> _What the exercise asks_
Search the records below for "Result" and copy every line it turns up in.

[Stored data]
-*-
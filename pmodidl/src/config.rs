//! Configuration du moteur DIDL-Lite.
//!
//! La configuration est construite en trois couches :
//! 1. la configuration par défaut intégrée (`pmodidl.yaml`) ;
//! 2. un fichier YAML externe optionnel, fusionné par-dessus ;
//! 3. les variables d'environnement préfixées par `PMODIDL_CONFIG__`
//!    (`__` sépare les niveaux, la valeur est lue comme un scalaire YAML).
//!
//! ```no_run
//! use pmodidl::config::DidlConfig;
//!
//! let config = DidlConfig::load(None)?;
//! println!("protocol version: {}", config.protocol_version);
//! # Ok::<(), anyhow::Error>(())
//! ```

use std::collections::BTreeMap;
use std::env;
use std::fs;
use std::path::Path;

use anyhow::{Context, Result, anyhow};
use serde::{Deserialize, Serialize};
use serde_yaml::{Mapping, Value};
use tracing::{debug, info};

const DEFAULT_CONFIG: &str = include_str!("pmodidl.yaml");

const ENV_PREFIX: &str = "PMODIDL_CONFIG__";

/// Clé racine de la section DIDL dans le fichier YAML.
const ROOT_KEY: &str = "didl";

pub const DEFAULT_PROTOCOL_VERSION: u8 = 4;
pub const DIDL_LITE_NAMESPACE: &str = "urn:schemas-upnp-org:metadata-1-0/DIDL-Lite/";
pub const DC_NAMESPACE: &str = "http://purl.org/dc/elements/1.1/";
pub const UPNP_NAMESPACE: &str = "urn:schemas-upnp-org:metadata-1-0/upnp/";
pub const DLNA_NAMESPACE: &str = "urn:schemas-dlna-org:metadata-1-0/";

/// Paramètres de (dé)sérialisation.
#[derive(Debug, Clone, PartialEq, Serialize, Deserialize)]
#[serde(default)]
pub struct DidlConfig {
    pub protocol_version: u8,
    pub requested_fields: String,
    pub lenient_names: bool,
    pub namespaces: BTreeMap<String, String>,
}

impl Default for DidlConfig {
    fn default() -> Self {
        let namespaces = [
            ("", DIDL_LITE_NAMESPACE),
            ("dc", DC_NAMESPACE),
            ("upnp", UPNP_NAMESPACE),
            ("dlna", DLNA_NAMESPACE),
        ]
        .into_iter()
        .map(|(prefix, uri)| (prefix.to_string(), uri.to_string()))
        .collect();

        Self {
            protocol_version: DEFAULT_PROTOCOL_VERSION,
            requested_fields: "*".to_string(),
            lenient_names: true,
            namespaces,
        }
    }
}

impl DidlConfig {
    /// Charge la configuration : défauts intégrés, fichier optionnel puis
    /// variables d'environnement.
    ///
    /// # Arguments
    ///
    /// * `path` - Fichier YAML externe. Ignoré s'il n'existe pas.
    pub fn load(path: Option<&Path>) -> Result<Self> {
        let mut value: Value = serde_yaml::from_str(DEFAULT_CONFIG)?;

        if let Some(path) = path {
            match fs::read(path) {
                Ok(data) => {
                    info!(config_file = %path.display(), "Loaded DIDL config file");
                    let external: Value = serde_yaml::from_slice(&data)
                        .with_context(|| format!("Invalid YAML in {}", path.display()))?;
                    merge_yaml(&mut value, &lower_keys(external));
                }
                Err(_) => {
                    info!(config_file = %path.display(), "DIDL config file not found, using defaults");
                }
            }
        }

        apply_overrides(&mut value, env::vars());
        Self::from_value(&value)
    }

    /// Construit la configuration depuis un document YAML complet.
    pub fn from_yaml(yaml: &str) -> Result<Self> {
        let mut value: Value = serde_yaml::from_str(DEFAULT_CONFIG)?;
        let external: Value = serde_yaml::from_str(yaml)?;
        merge_yaml(&mut value, &lower_keys(external));
        Self::from_value(&value)
    }

    fn from_value(value: &Value) -> Result<Self> {
        let section = match value {
            Value::Mapping(map) => map
                .get(Value::String(ROOT_KEY.to_string()))
                .cloned()
                .unwrap_or(Value::Mapping(Mapping::new())),
            _ => return Err(anyhow!("DIDL configuration root is not a map")),
        };
        let config: DidlConfig = serde_yaml::from_value(section)?;
        if !(1..=4).contains(&config.protocol_version) {
            return Err(anyhow!(
                "Unsupported protocol version {}",
                config.protocol_version
            ));
        }
        Ok(config)
    }
}

/// Applique les variables `PMODIDL_CONFIG__SECTION__KEY=value`.
fn apply_overrides(config: &mut Value, vars: impl Iterator<Item = (String, String)>) {
    for (key, value) in vars {
        let Some(path) = key.strip_prefix(ENV_PREFIX) else {
            continue;
        };
        let path: Vec<String> = path.split("__").map(str::to_lowercase).collect();
        debug!(key = %key, "Applying DIDL config override");
        let yaml_value = serde_yaml::from_str::<Value>(&value).unwrap_or(Value::String(value));
        set_value(config, &path, yaml_value);
    }
}

fn set_value(data: &mut Value, path: &[String], value: Value) {
    let Some((first, rest)) = path.split_first() else {
        *data = value;
        return;
    };
    if !matches!(data, Value::Mapping(_)) {
        *data = Value::Mapping(Mapping::new());
    }
    if let Value::Mapping(map) = data {
        let entry = map
            .entry(Value::String(first.clone()))
            .or_insert(Value::Mapping(Mapping::new()));
        set_value(entry, rest, value);
    }
}

fn merge_yaml(default: &mut Value, external: &Value) {
    match (default, external) {
        (Value::Mapping(dmap), Value::Mapping(emap)) => {
            for (k, v) in emap {
                match dmap.get_mut(k) {
                    Some(dv) => merge_yaml(dv, v),
                    None => {
                        dmap.insert(k.clone(), v.clone());
                    }
                }
            }
        }
        (d, e) => *d = e.clone(),
    }
}

/// Met en minuscules les clés de premier niveau et de section ; les
/// préfixes de namespaces sont laissés intacts.
fn lower_keys(value: Value) -> Value {
    match value {
        Value::Mapping(map) => Value::Mapping(
            map.into_iter()
                .map(|(k, v)| match k {
                    Value::String(s) if s.eq_ignore_ascii_case("namespaces") => {
                        (Value::String(s.to_lowercase()), v)
                    }
                    Value::String(s) => (Value::String(s.to_lowercase()), lower_keys(v)),
                    other => (other, lower_keys(v)),
                })
                .collect(),
        ),
        other => other,
    }
}

#[cfg(test)]
mod tests {
    use super::*;

    #[test]
    fn test_embedded_config_matches_defaults() {
        let value: Value = serde_yaml::from_str(DEFAULT_CONFIG).unwrap();
        let config = DidlConfig::from_value(&value).unwrap();
        assert_eq!(config, DidlConfig::default());
    }

    #[test]
    fn test_overrides() {
        let mut value: Value = serde_yaml::from_str(DEFAULT_CONFIG).unwrap();
        let vars = vec![
            ("PMODIDL_CONFIG__DIDL__PROTOCOL_VERSION".to_string(), "2".to_string()),
            ("PMODIDL_CONFIG__DIDL__REQUESTED_FIELDS".to_string(), "dc:title,res".to_string()),
            ("OTHER_VAR".to_string(), "ignored".to_string()),
        ];
        apply_overrides(&mut value, vars.into_iter());

        let config = DidlConfig::from_value(&value).unwrap();
        assert_eq!(config.protocol_version, 2);
        assert_eq!(config.requested_fields, "dc:title,res");
        assert!(config.lenient_names);
    }

    #[test]
    fn test_from_yaml_merges_over_defaults() {
        let config = DidlConfig::from_yaml("didl:\n  lenient_names: false\n  namespaces:\n    sec: \"http://www.sec.co.kr/\"\n").unwrap();
        assert!(!config.lenient_names);
        assert_eq!(config.protocol_version, DEFAULT_PROTOCOL_VERSION);
        assert_eq!(config.namespaces.get("sec").map(String::as_str), Some("http://www.sec.co.kr/"));
        assert_eq!(config.namespaces.get("dc").map(String::as_str), Some(DC_NAMESPACE));
    }

    #[test]
    fn test_rejects_unknown_version() {
        assert!(DidlConfig::from_yaml("didl:\n  protocol_version: 9\n").is_err());
    }
}
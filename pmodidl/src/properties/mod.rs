//! Éléments de propriété DIDL-Lite : sous-éléments des objets, chacun avec
//! sa propre liste de liaisons.

mod album_art;
mod class;
mod date;
mod genre;
mod person;
mod price;
mod rating;
mod resource;

pub use album_art::{ALBUM_ART, AlbumArt};
pub use class::{CLASS, CREATE_CLASS, SEARCH_CLASS, UpnpClass};
pub use date::{
    DATE, Date, DateTime, DaylightSaving, LAST_PLAYBACK_TIME, RECORDED_END_DATE_TIME, RECORDED_START_DATE_TIME,
    SCHEDULED_END_TIME,
};
pub use genre::{GENRE, Genre};
pub use person::{PERSON, Person, PersonKind};
pub use price::{PRICE, Price};
pub use rating::{RATING, Rating};
pub use resource::{RESOURCE, Resource};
-*-
> _Solution below_
use anyhow::{Context, Result, anyhow};
    pub fn load(path: Option<&Path>) -> Result<Self> {
    pub fn from_yaml(yaml: &str) -> Result<Self> {
    fn from_value(value: &Value) -> Result<Self> {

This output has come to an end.